Restate word for word the lines of the entries below, starting with the line that holds "or are zero" and ending with the line that holds "pub fn new(data: &'a", and no others.

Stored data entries
--- START ---

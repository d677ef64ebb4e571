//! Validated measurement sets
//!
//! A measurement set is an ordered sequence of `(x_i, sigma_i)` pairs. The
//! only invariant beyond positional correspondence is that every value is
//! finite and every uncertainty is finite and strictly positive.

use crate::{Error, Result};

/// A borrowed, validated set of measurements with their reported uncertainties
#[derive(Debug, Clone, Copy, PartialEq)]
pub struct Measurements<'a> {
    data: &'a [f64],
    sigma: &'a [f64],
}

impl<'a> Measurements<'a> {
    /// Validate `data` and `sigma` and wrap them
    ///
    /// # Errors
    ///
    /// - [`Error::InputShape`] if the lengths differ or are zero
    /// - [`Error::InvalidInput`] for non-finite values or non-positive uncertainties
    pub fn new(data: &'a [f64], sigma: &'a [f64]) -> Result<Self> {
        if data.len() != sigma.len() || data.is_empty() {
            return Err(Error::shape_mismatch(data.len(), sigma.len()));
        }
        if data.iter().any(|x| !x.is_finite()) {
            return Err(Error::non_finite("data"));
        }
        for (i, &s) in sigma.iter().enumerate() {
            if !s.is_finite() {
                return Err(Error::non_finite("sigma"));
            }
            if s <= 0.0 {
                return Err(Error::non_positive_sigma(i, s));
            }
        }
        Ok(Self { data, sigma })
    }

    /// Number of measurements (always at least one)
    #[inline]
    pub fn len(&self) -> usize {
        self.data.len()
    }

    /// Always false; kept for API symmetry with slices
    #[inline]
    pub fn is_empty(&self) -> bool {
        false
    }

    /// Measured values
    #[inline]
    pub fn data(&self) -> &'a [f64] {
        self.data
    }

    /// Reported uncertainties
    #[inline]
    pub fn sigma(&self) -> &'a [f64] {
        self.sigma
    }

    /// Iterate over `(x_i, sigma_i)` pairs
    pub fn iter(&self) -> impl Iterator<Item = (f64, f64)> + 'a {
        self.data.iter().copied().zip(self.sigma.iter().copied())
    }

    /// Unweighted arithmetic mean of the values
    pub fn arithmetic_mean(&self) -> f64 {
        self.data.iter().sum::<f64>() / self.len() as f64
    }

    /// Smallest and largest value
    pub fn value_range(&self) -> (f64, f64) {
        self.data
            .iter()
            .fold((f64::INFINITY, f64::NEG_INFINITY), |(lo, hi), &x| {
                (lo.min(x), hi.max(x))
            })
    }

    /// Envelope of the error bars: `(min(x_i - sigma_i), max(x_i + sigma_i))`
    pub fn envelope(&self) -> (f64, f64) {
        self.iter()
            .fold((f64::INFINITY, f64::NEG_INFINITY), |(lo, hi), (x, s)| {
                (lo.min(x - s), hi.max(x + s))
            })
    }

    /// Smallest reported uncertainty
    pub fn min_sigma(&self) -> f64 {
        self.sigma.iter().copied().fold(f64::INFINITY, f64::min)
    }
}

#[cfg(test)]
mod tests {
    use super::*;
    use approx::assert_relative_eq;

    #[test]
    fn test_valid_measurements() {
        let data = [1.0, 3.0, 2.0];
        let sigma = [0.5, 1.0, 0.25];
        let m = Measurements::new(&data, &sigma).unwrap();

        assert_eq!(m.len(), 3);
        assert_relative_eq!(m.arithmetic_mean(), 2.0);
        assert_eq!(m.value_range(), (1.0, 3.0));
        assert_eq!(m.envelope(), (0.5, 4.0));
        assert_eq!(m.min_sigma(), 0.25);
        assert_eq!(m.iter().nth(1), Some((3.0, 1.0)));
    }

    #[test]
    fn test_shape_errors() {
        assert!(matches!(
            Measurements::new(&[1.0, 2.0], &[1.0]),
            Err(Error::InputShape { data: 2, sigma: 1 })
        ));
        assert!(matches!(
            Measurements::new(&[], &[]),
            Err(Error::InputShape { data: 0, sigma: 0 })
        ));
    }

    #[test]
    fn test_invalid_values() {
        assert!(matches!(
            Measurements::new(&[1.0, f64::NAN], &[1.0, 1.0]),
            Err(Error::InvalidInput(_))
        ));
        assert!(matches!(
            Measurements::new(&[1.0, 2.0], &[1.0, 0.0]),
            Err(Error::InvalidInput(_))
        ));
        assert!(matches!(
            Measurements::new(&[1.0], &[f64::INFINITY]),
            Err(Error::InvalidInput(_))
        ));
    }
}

--- END ---
--- START ---

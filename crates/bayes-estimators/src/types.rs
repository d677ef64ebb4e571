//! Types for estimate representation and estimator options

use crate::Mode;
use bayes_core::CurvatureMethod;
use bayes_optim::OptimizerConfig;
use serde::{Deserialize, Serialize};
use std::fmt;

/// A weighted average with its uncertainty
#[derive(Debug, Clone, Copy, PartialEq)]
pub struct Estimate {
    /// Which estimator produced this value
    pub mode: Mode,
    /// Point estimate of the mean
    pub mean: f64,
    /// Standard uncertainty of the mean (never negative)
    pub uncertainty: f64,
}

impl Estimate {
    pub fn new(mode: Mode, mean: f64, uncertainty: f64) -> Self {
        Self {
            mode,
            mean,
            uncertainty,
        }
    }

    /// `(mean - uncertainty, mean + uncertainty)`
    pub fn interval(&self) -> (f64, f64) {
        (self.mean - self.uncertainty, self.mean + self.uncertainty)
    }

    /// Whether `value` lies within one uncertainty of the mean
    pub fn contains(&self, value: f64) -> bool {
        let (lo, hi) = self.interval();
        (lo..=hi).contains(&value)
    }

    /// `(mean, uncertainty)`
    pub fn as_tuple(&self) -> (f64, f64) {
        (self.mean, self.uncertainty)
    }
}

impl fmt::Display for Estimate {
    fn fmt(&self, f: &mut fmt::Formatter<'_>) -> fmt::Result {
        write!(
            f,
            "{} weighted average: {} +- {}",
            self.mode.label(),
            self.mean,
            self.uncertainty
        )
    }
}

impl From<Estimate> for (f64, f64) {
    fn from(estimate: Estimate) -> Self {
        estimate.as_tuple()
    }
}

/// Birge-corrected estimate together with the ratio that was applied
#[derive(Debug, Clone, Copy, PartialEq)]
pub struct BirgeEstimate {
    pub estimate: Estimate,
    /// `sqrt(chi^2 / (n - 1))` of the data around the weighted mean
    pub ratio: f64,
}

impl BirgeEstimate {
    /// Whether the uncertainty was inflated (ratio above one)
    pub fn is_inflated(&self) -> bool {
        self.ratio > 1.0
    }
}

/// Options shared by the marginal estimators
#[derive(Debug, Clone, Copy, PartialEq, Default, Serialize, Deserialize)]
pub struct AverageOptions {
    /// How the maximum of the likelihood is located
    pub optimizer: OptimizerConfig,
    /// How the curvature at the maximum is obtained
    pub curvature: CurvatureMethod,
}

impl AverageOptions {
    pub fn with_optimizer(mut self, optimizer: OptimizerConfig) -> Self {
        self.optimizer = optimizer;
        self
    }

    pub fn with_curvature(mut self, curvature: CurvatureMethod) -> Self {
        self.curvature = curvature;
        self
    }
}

--- END ---

=== WRITTEN ANSWER ===
    /// - [`Error::InputShape`] if the lengths differ or are zero
    /// - [`Error::InvalidInput`] for non-finite values or non-positive uncertainties
    pub fn new(data: &'a [f64], sigma: &'a [f64]) -> Result<Self> {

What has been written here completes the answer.